### ABOUT THIS EXERCISE:
Where a line of the listing below holds "usize", add it to the tally; give only the final number.

### INFORMATION SHOWN:
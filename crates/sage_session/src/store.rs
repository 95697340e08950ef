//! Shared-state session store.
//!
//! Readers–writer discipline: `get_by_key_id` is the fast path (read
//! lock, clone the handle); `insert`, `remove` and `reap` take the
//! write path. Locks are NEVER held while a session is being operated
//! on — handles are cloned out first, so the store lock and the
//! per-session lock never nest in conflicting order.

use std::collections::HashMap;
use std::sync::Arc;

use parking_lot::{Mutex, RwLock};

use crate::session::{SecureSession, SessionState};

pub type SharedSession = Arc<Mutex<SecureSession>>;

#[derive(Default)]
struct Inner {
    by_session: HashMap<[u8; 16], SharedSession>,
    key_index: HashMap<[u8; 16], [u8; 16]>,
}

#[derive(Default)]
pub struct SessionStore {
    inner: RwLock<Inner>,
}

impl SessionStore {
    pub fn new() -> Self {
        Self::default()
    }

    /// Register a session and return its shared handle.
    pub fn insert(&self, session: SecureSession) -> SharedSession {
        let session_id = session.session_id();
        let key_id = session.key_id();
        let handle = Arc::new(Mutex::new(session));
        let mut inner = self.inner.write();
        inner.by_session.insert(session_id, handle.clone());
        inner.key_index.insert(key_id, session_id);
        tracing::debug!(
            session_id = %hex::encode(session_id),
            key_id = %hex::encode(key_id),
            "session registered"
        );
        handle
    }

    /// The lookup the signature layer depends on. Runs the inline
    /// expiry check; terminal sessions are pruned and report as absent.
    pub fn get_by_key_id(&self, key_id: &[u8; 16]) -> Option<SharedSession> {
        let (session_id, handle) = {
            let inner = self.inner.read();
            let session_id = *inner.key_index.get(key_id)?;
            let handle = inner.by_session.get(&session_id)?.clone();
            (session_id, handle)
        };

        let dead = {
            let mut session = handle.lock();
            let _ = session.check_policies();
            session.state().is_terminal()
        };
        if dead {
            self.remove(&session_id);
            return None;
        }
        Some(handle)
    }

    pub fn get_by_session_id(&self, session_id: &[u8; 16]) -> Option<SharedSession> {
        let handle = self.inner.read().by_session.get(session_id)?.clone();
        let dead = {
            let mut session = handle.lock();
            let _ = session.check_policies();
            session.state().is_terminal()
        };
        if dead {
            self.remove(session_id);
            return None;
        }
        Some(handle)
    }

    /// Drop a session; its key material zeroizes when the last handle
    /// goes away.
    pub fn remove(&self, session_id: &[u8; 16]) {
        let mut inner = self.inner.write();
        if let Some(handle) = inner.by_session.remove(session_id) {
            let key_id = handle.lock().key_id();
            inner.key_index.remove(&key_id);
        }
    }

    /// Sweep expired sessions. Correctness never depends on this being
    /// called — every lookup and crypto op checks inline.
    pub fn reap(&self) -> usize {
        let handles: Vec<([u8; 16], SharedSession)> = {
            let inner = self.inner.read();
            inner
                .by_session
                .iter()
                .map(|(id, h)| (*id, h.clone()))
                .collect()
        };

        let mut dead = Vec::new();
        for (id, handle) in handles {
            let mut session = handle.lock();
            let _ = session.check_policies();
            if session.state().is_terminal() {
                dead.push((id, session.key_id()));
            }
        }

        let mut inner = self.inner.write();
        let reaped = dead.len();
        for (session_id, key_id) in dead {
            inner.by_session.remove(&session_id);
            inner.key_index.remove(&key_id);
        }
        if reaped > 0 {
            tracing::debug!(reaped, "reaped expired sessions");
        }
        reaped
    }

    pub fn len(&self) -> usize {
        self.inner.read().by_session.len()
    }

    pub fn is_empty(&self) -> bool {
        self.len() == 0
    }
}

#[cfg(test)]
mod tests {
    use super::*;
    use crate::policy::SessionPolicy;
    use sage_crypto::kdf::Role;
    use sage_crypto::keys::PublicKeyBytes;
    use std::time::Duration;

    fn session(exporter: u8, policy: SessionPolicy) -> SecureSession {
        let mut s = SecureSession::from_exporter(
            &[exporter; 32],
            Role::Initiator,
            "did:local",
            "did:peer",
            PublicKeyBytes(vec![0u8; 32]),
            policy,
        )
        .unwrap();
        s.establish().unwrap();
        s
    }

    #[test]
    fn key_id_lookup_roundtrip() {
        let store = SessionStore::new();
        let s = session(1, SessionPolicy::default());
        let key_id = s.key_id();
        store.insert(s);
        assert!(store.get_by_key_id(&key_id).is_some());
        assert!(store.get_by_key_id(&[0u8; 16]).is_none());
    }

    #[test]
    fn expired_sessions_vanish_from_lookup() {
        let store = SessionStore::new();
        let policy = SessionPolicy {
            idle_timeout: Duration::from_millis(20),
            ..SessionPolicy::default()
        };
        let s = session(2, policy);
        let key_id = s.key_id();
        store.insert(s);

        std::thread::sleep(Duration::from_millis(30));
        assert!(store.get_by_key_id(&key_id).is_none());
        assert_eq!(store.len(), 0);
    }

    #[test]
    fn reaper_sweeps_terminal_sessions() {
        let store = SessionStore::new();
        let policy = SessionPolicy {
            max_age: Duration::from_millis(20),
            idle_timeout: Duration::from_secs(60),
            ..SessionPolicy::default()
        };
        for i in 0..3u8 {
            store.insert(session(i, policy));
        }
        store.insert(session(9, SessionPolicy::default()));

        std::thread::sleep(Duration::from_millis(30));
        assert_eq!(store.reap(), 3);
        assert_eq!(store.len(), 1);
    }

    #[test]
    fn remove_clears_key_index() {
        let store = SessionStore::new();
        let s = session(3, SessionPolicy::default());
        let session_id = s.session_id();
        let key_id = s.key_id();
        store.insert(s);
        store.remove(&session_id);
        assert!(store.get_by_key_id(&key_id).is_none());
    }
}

### SOLUTION BELOW:
2